At this point they've been dead a half hour. Or more. What, exactly, are we trying to accomplish here? If God wanted this person revived, the ER staff is no better at performing miracles than the EMS were. That's up to God. So why exactly is one of the nurses standing over the body doing chest compressions? We knew they were dead on arrival...

Pointless Questions

I wondered tonight how many of the questions I ask people are pointless. As a chaplain, I have found that many of my questions seem to be pointless. The reasons may vary, but tonight I concluded that many questions I ask, to give myself some idea of what the situation may be, are pointless because people give me answers that are not true.

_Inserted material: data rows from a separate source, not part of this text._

//! In-memory transport for exercising upload policy without a network.

use std::collections::{HashMap, VecDeque};
use std::sync::atomic::{AtomicU64, Ordering};
use std::sync::Mutex;
use std::time::Duration;

use async_trait::async_trait;
use chrono::Utc;

use crate::context::OpContext;
use crate::provider::{
    CompletedPart, ObjectInfo, ObjectTransport, ProviderError, PutOptions, PutOutcome,
};

/// A stored object, for assertions.
#[derive(Debug, Clone)]
pub struct StoredObject {
    pub data: Vec<u8>,
    pub content_type: String,
    pub metadata: HashMap<String, String>,
    pub storage_class: String,
}

/// Mock implementation of [`ObjectTransport`].
///
/// Controllable behavior for tests:
/// - script transient failures (e.g. one 503, then success)
/// - inject per-call latency so cancellation can land mid-flight
/// - flip bucket reachability for health-check failures
/// - inspect stored objects, attempt counts and aborted uploads
#[derive(Default)]
pub struct MockTransport {
    objects: Mutex<HashMap<String, StoredObject>>,
    pending_parts: Mutex<HashMap<String, Vec<(u32, Vec<u8>)>>>,
    pending_opts: Mutex<HashMap<String, PutOptions>>,
    scripted_failures: Mutex<VecDeque<u16>>,
    aborted: Mutex<Vec<String>>,
    put_delay: Mutex<Duration>,
    bucket_exists: Mutex<bool>,
    put_attempts: AtomicU64,
    part_attempts: AtomicU64,
    sequence: AtomicU64,
}

impl MockTransport {
    pub fn new() -> Self {
        Self {
            bucket_exists: Mutex::new(true),
            ..Default::default()
        }
    }

    /// Script the next put/part calls to fail with the given HTTP
    /// statuses, in order.
    pub fn fail_with_statuses(&self, statuses: &[u16]) {
        let mut scripted = self.scripted_failures.lock().unwrap();
        scripted.extend(statuses.iter().copied());
    }

    /// Delay every put/part call; cancellation is observed during the
    /// delay.
    pub fn set_put_delay(&self, delay: Duration) {
        *self.put_delay.lock().unwrap() = delay;
    }

    /// Control the health-check outcome.
    pub fn set_bucket_exists(&self, exists: bool) {
        *self.bucket_exists.lock().unwrap() = exists;
    }

    /// Object stored at `key`, if any.
    pub fn object(&self, key: &str) -> Option<StoredObject> {
        self.objects.lock().unwrap().get(key).cloned()
    }

    /// Number of single-shot put attempts observed.
    pub fn put_attempts(&self) -> u64 {
        self.put_attempts.load(Ordering::SeqCst)
    }

    /// Number of part uploads observed.
    pub fn part_attempts(&self) -> u64 {
        self.part_attempts.load(Ordering::SeqCst)
    }

    /// Upload ids that were aborted.
    pub fn aborted_uploads(&self) -> Vec<String> {
        self.aborted.lock().unwrap().clone()
    }

    fn next_seq(&self) -> u64 {
        self.sequence.fetch_add(1, Ordering::SeqCst)
    }

    async fn observe_delay(&self, ctx: &OpContext) -> Result<(), ProviderError> {
        let delay = *self.put_delay.lock().unwrap();
        if !delay.is_zero() {
            ctx.run(tokio::time::sleep(delay)).await?;
        }
        Ok(())
    }

    fn take_scripted_failure(&self) -> Option<u16> {
        self.scripted_failures.lock().unwrap().pop_front()
    }
}

#[async_trait]
impl ObjectTransport for MockTransport {
    async fn put_object(
        &self,
        ctx: &OpContext,
        key: &str,
        body: Vec<u8>,
        opts: &PutOptions,
    ) -> Result<PutOutcome, ProviderError> {
        self.put_attempts.fetch_add(1, Ordering::SeqCst);
        self.observe_delay(ctx).await?;

        if let Some(status) = self.take_scripted_failure() {
            return Err(ProviderError::HttpStatus { status });
        }

        let size = body.len() as u64;
        let etag = format!("mock-etag-{}", self.next_seq());
        self.objects.lock().unwrap().insert(
            key.to_string(),
            StoredObject {
                data: body,
                content_type: opts.content_type.clone(),
                metadata: opts.metadata.clone(),
                storage_class: opts.storage_class.clone(),
            },
        );

        Ok(PutOutcome {
            size,
            etag,
            version_id: None,
        })
    }

    async fn create_multipart(
        &self,
        _ctx: &OpContext,
        key: &str,
        opts: &PutOptions,
    ) -> Result<String, ProviderError> {
        let upload_id = format!("mpu-{}-{}", key.replace('/', "_"), self.next_seq());
        self.pending_parts
            .lock()
            .unwrap()
            .insert(upload_id.clone(), Vec::new());
        self.pending_opts
            .lock()
            .unwrap()
            .insert(upload_id.clone(), opts.clone());
        Ok(upload_id)
    }

    async fn upload_part(
        &self,
        ctx: &OpContext,
        _key: &str,
        upload_id: &str,
        part_number: u32,
        body: Vec<u8>,
    ) -> Result<CompletedPart, ProviderError> {
        self.part_attempts.fetch_add(1, Ordering::SeqCst);
        self.observe_delay(ctx).await?;

        if let Some(status) = self.take_scripted_failure() {
            return Err(ProviderError::HttpStatus { status });
        }

        let etag = format!("mock-part-{}", self.next_seq());
        let mut pending = self.pending_parts.lock().unwrap();
        let parts = pending
            .get_mut(upload_id)
            .ok_or_else(|| ProviderError::ObjectNotFound(upload_id.to_string()))?;
        parts.push((part_number, body));

        Ok(CompletedPart { part_number, etag })
    }

    async fn complete_multipart(
        &self,
        _ctx: &OpContext,
        key: &str,
        upload_id: &str,
        _parts: &[CompletedPart],
    ) -> Result<PutOutcome, ProviderError> {
        let mut stored_parts = self
            .pending_parts
            .lock()
            .unwrap()
            .remove(upload_id)
            .ok_or_else(|| ProviderError::ObjectNotFound(upload_id.to_string()))?;
        let opts = self
            .pending_opts
            .lock()
            .unwrap()
            .remove(upload_id)
            .unwrap_or_default();

        stored_parts.sort_by_key(|(number, _)| *number);
        let data: Vec<u8> = stored_parts
            .into_iter()
            .flat_map(|(_, body)| body)
            .collect();
        let size = data.len() as u64;
        let etag = format!("mock-etag-{}", self.next_seq());

        self.objects.lock().unwrap().insert(
            key.to_string(),
            StoredObject {
                data,
                content_type: opts.content_type,
                metadata: opts.metadata,
                storage_class: opts.storage_class,
            },
        );

        Ok(PutOutcome {
            size,
            etag,
            version_id: None,
        })
    }

    async fn abort_multipart(
        &self,
        _ctx: &OpContext,
        _key: &str,
        upload_id: &str,
    ) -> Result<(), ProviderError> {
        self.pending_parts.lock().unwrap().remove(upload_id);
        self.pending_opts.lock().unwrap().remove(upload_id);
        self.aborted.lock().unwrap().push(upload_id.to_string());
        Ok(())
    }

    async fn delete_object(&self, _ctx: &OpContext, key: &str) -> Result<(), ProviderError> {
        self.objects.lock().unwrap().remove(key);
        Ok(())
    }

    async fn head_object(&self, _ctx: &OpContext, key: &str) -> Result<ObjectInfo, ProviderError> {
        let objects = self.objects.lock().unwrap();
        let object = objects
            .get(key)
            .ok_or_else(|| ProviderError::ObjectNotFound(key.to_string()))?;

        Ok(ObjectInfo {
            key: key.to_string(),
            size: object.data.len() as u64,
            etag: "mock-etag".to_string(),
            content_type: object.content_type.clone(),
            last_modified: Utc::now(),
            metadata: object.metadata.clone(),
            storage_class: object.storage_class.clone(),
            version_id: None,
        })
    }

    async fn bucket_exists(&self, _ctx: &OpContext) -> Result<bool, ProviderError> {
        Ok(*self.bucket_exists.lock().unwrap())
    }
}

I'm not saying people lie to me, though of course that happens too. Tonight, I asked a family a question I often ask: is there anyone else coming in, any other family or friends? I think I've seen other people ask this too, including nurses and doctors. I do it so I can get an idea of what to expect: are you the only decision maker? Is your schedule the only one that matters? Are we waiting for someone to come before we contact the morgue or "withdraw care?"

So I asked: Is there any other family coming in? The response: No, we're it. We told the grandkids not to come up, and the in-laws can help us tomorrow. Then, 20 minutes later, another child of the patient shows up. With his wife. That would be, yes, two people, not none, who came later. Understandable then why I would give the nurse a confused look when she was about to usher them into an occupied waiting room, and why the son was confused as to why I was confused.

So why bother asking, I ask myself? Another pointless question, because I'll ask again next time, too.

Tuesday, March 16, 2010

Recursive Dreams

This morning I had a hard time waking up. I kept snoozing my alarm clock, and would struggle to wake up only to feel my eyes shut and I would fall back asleep. I sat up and picked up my Bible, to try and start my morning reading and start getting up that way. My eyes kept drooping, and I couldn't stay awake. It was just so hard to wake up!

Then I woke up. My Bible was where I had put it the night before. I was lying in bed with the covers pulled up.

In the midst of not being able to wake up, I had dreamt about not being able to wake up!

I remember thinking that the book I was reading wasn't familiar to me, "Memory" or something like that. But somehow my dream-thoughts tried to make sense of that.